You asked about libraries. I use iup, cd, im, lfs, luacom, luagl - plus, sometimes, luasql, md5, and socket. Actually, the string library built into lua itself is also an issue, as much (most?) of it presumably won't work with UTF-8.

on Windows these are easy to patch (I have patches for 5.1 if you want).

Yes please.

Simon


----- Original Message ----- From: "Jerome Vuarand" <jerome.vuarand@gmail.com>
To: "Lua mailing list" <lua-l@lists.lua.org>
Sent: Thursday, July 05, 2012 12:22 PM
Subject: Re: Future plans for Lua and Unicode


2012/7/5 Simon Orde <sorde@gotadsl.co.uk>:
1. Lua scripts are currently always written in ANSI only, and probably
always will be.

Lua code itself (ie. general syntax outside of string literals) only
use a portion of the ANSI charset that is also present in other
charsets, like UTF-8. So Lua can read UTF-8. You just have to remember
that Lua strings are arrays of bytes, not arrays of characters. So the
encoding of characters to bytes is up to you.

2. Strings in Lua can be in any format you like (e.g. ANSI, UTF-8 or UTF-16)
so apps that want to support Unicode can do so by specifying that string
parameters and return values are in a Unicode encoding such as UTF-8.

3. There is currently plenty of library support for ANSI Lua strings, but no library support for working with UTF-16 Lua strings. There are one or two small libaries for doing some simple string manipulation with UTF-8 strings
(e.g. http://lua-users.org/wiki/ValidateUnicodeStringÂ; and
http://files.luaforge.net/releases/sln/slnunicode). UTF-8 is likely to have
more support in the future in Lua libraries than UTF-16.

4. IUP currently only supports ANSI Lua strings, but support for UTF-8 Lua
strings will be added soon? Is that right? Any timescales on that?

Is the above correct? Anything important I haven't mentioned?

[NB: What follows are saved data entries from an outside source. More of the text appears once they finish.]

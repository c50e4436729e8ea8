//! Interception proxy with a SOCKS5 front-end.
//!
//! Every TCP session accepted by the SOCKS5 server is sniffed and spliced into one of two
//! internal listeners (plain HTTP, or HTTPS with HTTP/2), where requests, responses and
//! WebSocket messages go through user hooks before being relayed to the real target.
//! UDP associations are relayed datagram by datagram through a UDP hook.

pub mod config;
pub mod error;
pub mod http;
pub mod proxy;
pub mod state;
pub mod stream;

pub use config::Settings;
pub use error::{BoxError, InterceptError, ListenerKind};
pub use http::context::{RequestContext, RequestSnapshot, ResponseContext, Scheme};
pub use http::dispatch::DispatchOptions;
pub use http::headers::HeaderCollection;
pub use http::hooks::{
    request_hook, response_hook, websocket_hook, RequestAction, RequestHook, ResponseAction, ResponseHook,
    WebSocketHook,
};
pub use http::websocket::{Direction, Payload};
pub use proxy::registry::{RelayInfo, RelayKind, RelayRegistry, RelayState};
pub use proxy::relay::TcpModifier;
pub use proxy::udp::{udp_hook, UdpHook, UdpInterceptor, UdpPacket};
pub use proxy::{Interceptor, ProxyError};
pub use stream::chain::{ChainError, Sink, Source, StreamChain, Transform};
pub use stream::collect::{collect_fn, CollectFn, CollectTransform};
pub use stream::io::ByteSource;
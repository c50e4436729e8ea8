use std::net::SocketAddr;
use std::sync::Arc;

use hyper::server::conn::{http1, http2};
use hyper::service::service_fn;
use hyper_util::rt::{TokioExecutor, TokioIo};
use tokio::io::{AsyncRead, AsyncWrite};
use tokio::net::TcpListener;
use tokio_rustls::TlsAcceptor;
use tokio_util::sync::CancellationToken;
use tracing::{debug, error};

use crate::http::context::Scheme;
use crate::http::liveness::TrackedIo;
use crate::http::{request, ConnectionInfo, HttpShared};
use crate::proxy::client_tls::ALPN_H2;

/// Accept loop of one internal listener. `acceptor` set means HTTPS (HTTP/2 over ALPN).
pub(crate) async fn serve(
    listener: TcpListener,
    acceptor: Option<TlsAcceptor>,
    shared: Arc<HttpShared>,
    shutdown: CancellationToken,
) {
    let scheme = if acceptor.is_some() { Scheme::Https } else { Scheme::Http };

    loop {
        let (socket, addr) = tokio::select! {
            _ = shutdown.cancelled() => break,
            accepted = listener.accept() => match accepted {
                Ok(accepted) => accepted,
                Err(e) => {
                    error!("{scheme} listener failed to accept: {e:?}");
                    continue;
                }
            },
        };

        if shared.settings.tcp_nodelay {
            let _ = socket.set_nodelay(true);
        }

        let acceptor = acceptor.clone();
        let shared = shared.clone();
        let shutdown = shutdown.clone();

        tokio::spawn(async move {
            // Connections coming through a relay are reported under the SOCKS client address.
            let peer_addr = shared.registry.client_for_loopback(addr).unwrap_or(addr);

            match acceptor {
                None => {
                    let (io, liveness) = TrackedIo::new(socket);
                    let conn = ConnectionInfo { scheme, peer_addr: Some(peer_addr), liveness };
                    if let Err(e) = serve_connection(io, false, conn, shared, shutdown).await {
                        debug!("HTTP connection from {peer_addr} ended: {e:?}");
                    }
                }
                Some(acceptor) => {
                    let timeout = shared.settings.request_timeout_std();
                    let tls_stream = match tokio::time::timeout(timeout, acceptor.accept(socket)).await {
                        Ok(Ok(tls_stream)) => tls_stream,
                        Ok(Err(e)) => {
                            error!("TLS handshake failed from {peer_addr}: {e:?}");
                            return;
                        }
                        Err(_) => {
                            error!("TLS handshake timed out from {peer_addr}");
                            return;
                        }
                    };

                    let h2 = tls_stream.get_ref().1.alpn_protocol() == Some(ALPN_H2);
                    let (io, liveness) = TrackedIo::new(tls_stream);
                    let conn = ConnectionInfo { scheme, peer_addr: Some(peer_addr), liveness };
                    if let Err(e) = serve_connection(io, h2, conn, shared, shutdown).await {
                        debug!("HTTPS connection from {peer_addr} ended: {e:?}");
                    }
                }
            }
        });
    }
}

async fn serve_connection<IO>(
    io: IO,
    h2: bool,
    conn: ConnectionInfo,
    shared: Arc<HttpShared>,
    shutdown: CancellationToken,
) -> Result<(), hyper::Error>
where
    IO: AsyncRead + AsyncWrite + Send + Unpin + 'static,
{
    let conn = Arc::new(conn);
    let service = service_fn(move |req| request::handle(req, shared.clone(), conn.clone()));
    let io = TokioIo::new(io);

    if h2 {
        let connection = http2::Builder::new(TokioExecutor::new()).serve_connection(io, service);
        tokio::select! {
            r = connection => r,
            _ = shutdown.cancelled() => Ok(()),
        }
    } else {
        let connection = http1::Builder::new()
            .serve_connection(io, service)
            .with_upgrades();
        tokio::select! {
            r = connection => r,
            _ = shutdown.cancelled() => Ok(()),
        }
    }
}

/// Address a relay dials to reach a listener bound on `bound`.
pub(crate) fn loopback_addr(bound: SocketAddr) -> SocketAddr {
    let mut addr = bound;
    if addr.ip().is_unspecified() {
        addr.set_ip(match addr.ip() {
            std::net::IpAddr::V4(_) => std::net::Ipv4Addr::LOCALHOST.into(),
            std::net::IpAddr::V6(_) => std::net::Ipv6Addr::LOCALHOST.into(),
        });
    }
    addr
}

#[cfg(test)]
mod tests {
    use super::*;

    #[test]
    fn test_loopback_addr() {
        let bound: SocketAddr = "0.0.0.0:8080".parse().unwrap();
        assert_eq!(loopback_addr(bound), "127.0.0.1:8080".parse().unwrap());

        let bound: SocketAddr = "[::]:8443".parse().unwrap();
        assert_eq!(loopback_addr(bound), "[::1]:8443".parse().unwrap());

        let bound: SocketAddr = "10.0.0.2:80".parse().unwrap();
        assert_eq!(loopback_addr(bound), bound);
    }
}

I'm a great fan of Lua. Support for Unicode is really important for me
though. The above strategy, if correct, is probably OK for my purposes.
Ideally I'd prefer script-writers to be able to write scripts in UTF-16 and
work entirely in UTF-16 -Â but I can live without that.

With little work you can have your script-writers write in UTF-16, and
then convert that to UTF-8 on the fly (during loading with a custom
loader for example). Code will be interpreted correctly, and content
of string literals will be in UTF-8, which is a good convention IMHO.
Then all you have to do is make sure your libraries accept UTF-8
strings.

But it will only
really work when support for UTF-8 becomes available in IUP - and, ideally,
other Lua libraries. So does anyone know what work, if any, is
currently being done on adding support for UTF-8 (or UTF-16?) Lua strings in
Lua libraries - such as IUP?

Some libraries are already compatible with UTF-8. I believe on Unix
the io, os and lfs modules are already compatible, and on Windows
these are easy to patch (I have patches for 5.1 if you want).

Maybe you should list the ones that you want, and we can tell you more
precisely if they are or will be compatible with UTF-8.